= Town & Country Market =

Former shopping mall in Los Angeles

Town & Country Market was a shopping center in the Fairfax District of Los Angeles, at the southeast corner of Third and Fairfax, across Third from Farmer's Market. it incorporated elements of a farmer's market but profiled itself as a "small town of 100 smart shops". Opened in 1942, author Richard Longstreth, who calls it an example of the "shopping court", notes that it was one of the first shopping centers in Los Angeles built with parking lots for customers arriving by car, being much larger than the earlier Broadway & 87th Street shopping center and preceding the larger Broadway-Crenshaw Center (opened 1946) by 5 years. It was more regular in plan and more pretentious in appearance than Farmer's market across the street. It promoted its entertainment and had 26 restaurants onsite, in this sense a precursor to the lifestyle center of today. The market opened on May 14, 1942.

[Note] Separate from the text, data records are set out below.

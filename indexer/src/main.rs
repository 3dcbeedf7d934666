use anyhow::{Context, Result};
use clap::{Parser, Subcommand};
use std::io::{self, Write};
use std::path::{Path, PathBuf};
use termdex::{AnalyzerConfig, FailurePolicy, Field, Searcher};
use termdex_indexer::{build_index, print_stats, run_search_loop, BuildOptions};
use tracing_subscriber::{fmt, EnvFilter};

#[derive(Parser)]
#[command(name = "termdex")]
#[command(about = "Build and query an inverted index", long_about = None)]
struct Cli {
    #[command(subcommand)]
    command: Commands,
}

#[derive(Subcommand)]
enum Commands {
    /// Build the index from a directory of text files or JSON/JSONL records
    Build {
        /// Input path (file or directory)
        #[arg(long)]
        input: PathBuf,
        /// Output index directory
        #[arg(long, default_value = "./index")]
        output: PathBuf,
        /// Drop English stopwords
        #[arg(long, default_value_t = false)]
        stopwords: bool,
        /// Apply English stemming
        #[arg(long, default_value_t = false)]
        stemming: bool,
        /// Discard tokens longer than this many characters
        #[arg(long, default_value_t = 255)]
        max_token_len: usize,
        /// Abort on the first unreadable document instead of skipping it
        #[arg(long, default_value_t = false)]
        strict: bool,
        /// Tokenize documents in parallel
        #[arg(long, default_value_t = false)]
        parallel: bool,
    },
    /// Print collection statistics
    Stats {
        #[arg(long, default_value = "./index")]
        index: PathBuf,
        /// Terms to report df / total tf for
        #[arg(long = "term", default_values_t = ["caesar".to_string(), "calpurnia".to_string(), "brutus".to_string()])]
        terms: Vec<String>,
    },
    /// Print statistics, then answer queries read from stdin
    Search {
        #[arg(long, default_value = "./index")]
        index: PathBuf,
        /// Size of the ranking
        #[arg(short, long, default_value_t = 10)]
        k: usize,
        /// Field searched by terms without a field prefix
        #[arg(long, default_value = "content")]
        field: Field,
    },
}

fn main() -> Result<()> {
    fmt().with_env_filter(EnvFilter::from_default_env()).init();
    let cli = Cli::parse();

    match cli.command {
        Commands::Build { input, output, stopwords, stemming, max_token_len, strict, parallel } => {
            let opts = BuildOptions {
                analyzer: AnalyzerConfig { stopwords, stemming, max_token_len },
                policy: if strict { FailurePolicy::AllOrNothing } else { FailurePolicy::SkipFailed },
                parallel,
            };
            let summary = build_index(&input, &output, &opts)?;
            println!(
                "indexed {} documents, {} terms ({} skipped) into {}",
                summary.num_docs,
                summary.num_terms,
                summary.skipped,
                output.display()
            );
            Ok(())
        }
        Commands::Stats { index, terms } => {
            let searcher = open(&index)?;
            let mut out = io::stdout().lock();
            print_stats(&searcher, &terms, &mut out)?;
            out.flush()?;
            Ok(())
        }
        Commands::Search { index, k, field } => {
            let searcher = open(&index)?.with_default_field(field);
            let mut out = io::stdout().lock();
            writeln!(out, "searching the index in {}", index.display())?;
            print_stats(&searcher, &[], &mut out)?;
            run_search_loop(&searcher, k, io::stdin().lock(), &mut out)?;
            out.flush()?;
            Ok(())
        }
    }
}

fn open(index: &Path) -> Result<Searcher> {
    Searcher::open(index).with_context(|| format!("opening index at {}", index.display()))
}
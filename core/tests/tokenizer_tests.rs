use termdex::tokenizer::{tokenize, Analyzer, AnalyzerConfig};

#[test]
fn it_lowercases_and_splits_on_punctuation() {
    let words = tokenize("Caesar's wife, Calpurnia -- 44 B.C.");
    assert_eq!(words, vec!["caesar", "s", "wife", "calpurnia", "44", "b", "c"]);
}

#[test]
fn it_is_unicode_aware() {
    let words = tokenize("ÜBER Straße café ＦＵＬＬ");
    // NFKC folds the full-width letters
    assert_eq!(words, vec!["über", "straße", "café", "full"]);
}

#[test]
fn it_keeps_stopwords_by_default() {
    let words = tokenize("The quick brown fox and the lazy dog");
    assert!(words.contains(&"the".to_string()));
    assert!(words.contains(&"and".to_string()));
}

#[test]
fn it_filters_stopwords_when_enabled() {
    let analyzer = Analyzer::new(AnalyzerConfig { stopwords: true, ..Default::default() });
    let words = analyzer.analyze("The quick brown fox and the lazy dog");
    assert!(!words.contains(&"the".to_string()));
    assert!(!words.contains(&"and".to_string()));
    assert!(words.contains(&"fox".to_string()));
}

#[test]
fn it_stems_when_enabled() {
    let analyzer = Analyzer::new(AnalyzerConfig { stemming: true, ..Default::default() });
    let words = analyzer.analyze("Running runs");
    assert_eq!(words, vec!["run", "run"]);
}

#[test]
fn it_drops_overlong_tokens() {
    let analyzer = Analyzer::new(AnalyzerConfig { max_token_len: 4, ..Default::default() });
    assert_eq!(analyzer.analyze("tiny enormous word"), vec!["tiny", "word"]);
}

#[test]
fn malformed_input_degrades_to_empty() {
    assert!(tokenize("").is_empty());
    assert!(tokenize(" \t\n ,.;!?").is_empty());
    assert_eq!(tokenize("ok\u{0}\u{fffd}ok"), vec!["ok", "ok"]);
}

#[test]
fn it_is_deterministic() {
    let text = "Friends, Romans, countrymen, lend me your ears";
    assert_eq!(tokenize(text), tokenize(text));
}
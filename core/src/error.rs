use thiserror::Error;

/// Malformed query syntax. Reported to the caller; no index state is touched.
#[derive(Error, Debug, Clone, PartialEq, Eq)]
pub enum ParseError {
    #[error("query is empty")]
    Empty,

    #[error("unbalanced parenthesis at offset {offset}")]
    UnbalancedGroup { offset: usize },

    #[error("empty group at offset {offset}")]
    EmptyGroup { offset: usize },

    #[error("groups nested deeper than {max} levels at offset {offset}")]
    NestingTooDeep { offset: usize, max: usize },

    #[error("unknown field `{name}`")]
    UnknownField { name: String },

    #[error("`{operator}` at offset {offset} is not followed by a term")]
    DanglingOperator { operator: String, offset: usize },

    #[error("unexpected `{operator}` at offset {offset}")]
    MisplacedConjunction { operator: String, offset: usize },
}

/// Failure to ingest one document. Skipped with a warning unless the build
/// runs all-or-nothing.
#[derive(Error, Debug)]
pub enum BuildError {
    #[error("failed to read `{path}`: {source}")]
    Read {
        path: String,
        #[source]
        source: std::io::Error,
    },

    #[error("`{path}` is not valid UTF-8")]
    Decode { path: String },

    #[error("document `{external_id}` rejected: {reason}")]
    Rejected { external_id: String, reason: String },

    #[error("too many documents for a 32-bit doc id space")]
    TooManyDocuments,
}

#[derive(Error, Debug)]
pub enum SearchError {
    #[error(transparent)]
    Parse(#[from] ParseError),

    #[error("query was cancelled")]
    Cancelled,
}

/// Structural problems found while loading a persisted snapshot.
#[derive(Error, Debug)]
pub enum SnapshotError {
    #[error("unsupported snapshot version {found} (expected {expected})")]
    Version { found: u32, expected: u32 },

    #[error("corrupt snapshot: {0}")]
    Corrupt(String),
}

The site continues as a community shopping center signed Town & Country Center. The anchors are:
- 6360 building: CVS Pharmacy, formerly Sav-on Drug Store
- 6350 building: Whole Foods Market (formerly a Ralphs, and before that, a Safeway)
- 6310 building: former Kmart (demolished 2023), originally Britts Department Store

As of 2023, it is currently being redeveloped by Regency Centers as Bloom on Third, with a new mixed-use complex under construction on the site of the demolished Kmart. It will have apartments on the upper floors, and the Whole Foods Market will move into the lower levels when it is completed.